I immediately refilled it (so as to not damage the separate
print heads). Here is all I know.
- 12 hours ago, all three cartridges failed to print.
- I removed the battery & finished wrapping the kid's presents
- More than an hour later, I put the battery back.
- Nothing seemed to have changed; it still would not print.
- However, accidentally, I had forgotten to test the ORIGINAL ink
- Today, at 7am the kids awoke to hand-written laels
- Later, I tried printing (LCD now-dated JAN 00 00 00:00a)
- The completely full HP 14 C1050a ink said "Color Ink Out"
- However ... a strange thing happened next ...
- I found the original HP14 tri-color accidentally set aside
- It printed!
- Huh?
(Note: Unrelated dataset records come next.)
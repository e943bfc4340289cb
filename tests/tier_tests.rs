/// Tier integration tests — cast members elaborated through both
/// transitions with the seeded synthesizer.

use chrono::{Duration, TimeZone, Utc};
use story_engine::core::emptiness::{collapsed_sections, CharacterSection};
use story_engine::core::synthesis::ArchetypeSynthesizer;
use story_engine::core::tiers::{upgrade_next, TransitionContext, TransitionError};
use story_engine::schema::cast::CastSheet;
use story_engine::schema::character::{Authorship, Character, ComplexityTier};
use std::path::Path;

fn cast_characters() -> Vec<Character> {
    let created = Utc.with_ymd_and_hms(2024, 3, 1, 9, 0, 0).unwrap();
    CastSheet::load_from_ron(Path::new("tests/fixtures/harbor_cast.ron"))
        .unwrap()
        .characters(created)
}

fn context(references: Vec<Character>) -> TransitionContext {
    TransitionContext::new(Utc.with_ymd_and_hms(2024, 3, 2, 9, 0, 0).unwrap())
        .with_story_context("the winter the ferries stopped running")
        .with_references(references)
}

#[test]
fn whole_cast_reaches_detailed() {
    let cast = cast_characters();
    let synth = ArchetypeSynthesizer::new(2024);

    for character in &cast {
        let others: Vec<Character> = cast.iter().filter(|c| c.id != character.id).cloned().collect();
        let ctx = context(others);

        let balanced = upgrade_next(character, &ctx, &synth);
        assert!(balanced.success, "{}: {:?}", character.name, balanced.error);
        assert!(balanced.changes.iter().any(|c| c == "balanced.backstory"));

        let detailed = upgrade_next(&balanced.character, &ctx, &synth);
        assert!(detailed.success, "{}: {:?}", character.name, detailed.error);
        assert!(detailed.changes.iter().any(|c| c == "detailed.sociology"));

        let result = detailed.character;
        assert_eq!(result.id, character.id);
        assert_eq!(result.tier, ComplexityTier::Detailed);
        assert_eq!(result.metadata.created_at, character.metadata.created_at);
        assert_eq!(result.metadata.updated_at, ctx.now);
        assert!(result.metadata.ai_generated);
        assert_eq!(result.metadata.last_edited_by, Some(Authorship::Automated));
        assert!(result.validate().is_ok());

        let relationships = result.detailed.as_ref().unwrap().relationships.as_ref().unwrap();
        assert_eq!(relationships.len(), cast.len() - 1);

        // a fully elaborated character has nothing to collapse
        assert!(collapsed_sections(&result).is_empty(), "{}", result.name);

        let stuck = upgrade_next(&result, &ctx, &synth);
        assert!(!stuck.success);
        assert_eq!(stuck.character, result);
        assert_eq!(
            stuck.error,
            Some(TransitionError::AlreadyAtTop(ComplexityTier::Detailed))
        );
    }
}

#[test]
fn same_seed_same_cast() {
    let cast = cast_characters();
    let ctx = context(Vec::new());
    let a = upgrade_next(&cast[0], &ctx, &ArchetypeSynthesizer::new(11));
    let b = upgrade_next(&cast[0], &ctx, &ArchetypeSynthesizer::new(11));
    assert_eq!(a.character, b.character);
    assert_eq!(a.changes, b.changes);
}

#[test]
fn derived_copy_is_independent() {
    let cast = cast_characters();
    let synth = ArchetypeSynthesizer::new(5);
    let ctx = context(Vec::new());
    let balanced = upgrade_next(&cast[2], &ctx, &synth).character;
    let detailed = upgrade_next(&balanced, &ctx, &synth).character;

    let later = ctx.now + Duration::days(3);
    let copy = detailed.derive_at_tier(ComplexityTier::Minimal, later).unwrap();
    assert_ne!(copy.id, detailed.id);
    assert_eq!(copy.tier, ComplexityTier::Minimal);
    assert!(copy.balanced.is_none() && copy.detailed.is_none());
    assert_eq!(copy.basic, detailed.basic);
    assert_eq!(copy.metadata.created_at, later);
    assert!(copy.validate().is_ok());
    assert_eq!(collapsed_sections(&copy), Vec::<CharacterSection>::new());

    // the copy can climb again on its own
    let again = upgrade_next(&copy, &ctx, &synth);
    assert!(again.success);
    assert_eq!(detailed.tier, ComplexityTier::Detailed);
}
Surprised, I immediatly took it out of service
- As it was indeed low on cyan ink
- I flipped the cartridge upside down & refilled all three
- I added 1 ml or so (assuming 15 drops per milliliter) slowly
- This originally "Color Ink Out" cartridge now prints better than
before!
- I guess it's the high quality ink that replaces the HP OEM ink
- Either way, I am desperately trying to figure out WHY this happens?
My hypothesis (stated to see if it stands the test of scrutiny):
- The 4.5 year expiry date is burned into the HP14 at time of
manufacture
- The 30-month service date is burned into the HP14 at time of 1st
service
- The low-ink condition is saved (somehow) in the printer computer
- Note this is not the Windows computer but the OJ d145 computer
- Somehow, I needed to change TWO variables (I am guessing)
- The first variable was removing the CMOS battery
- Somehow, the second variable was chaning the date by 12 hours
- This last part doesn't make sense so I ask HP printing experts:
QUESTION:
When the "color ink out" message appears, where is that data stored?"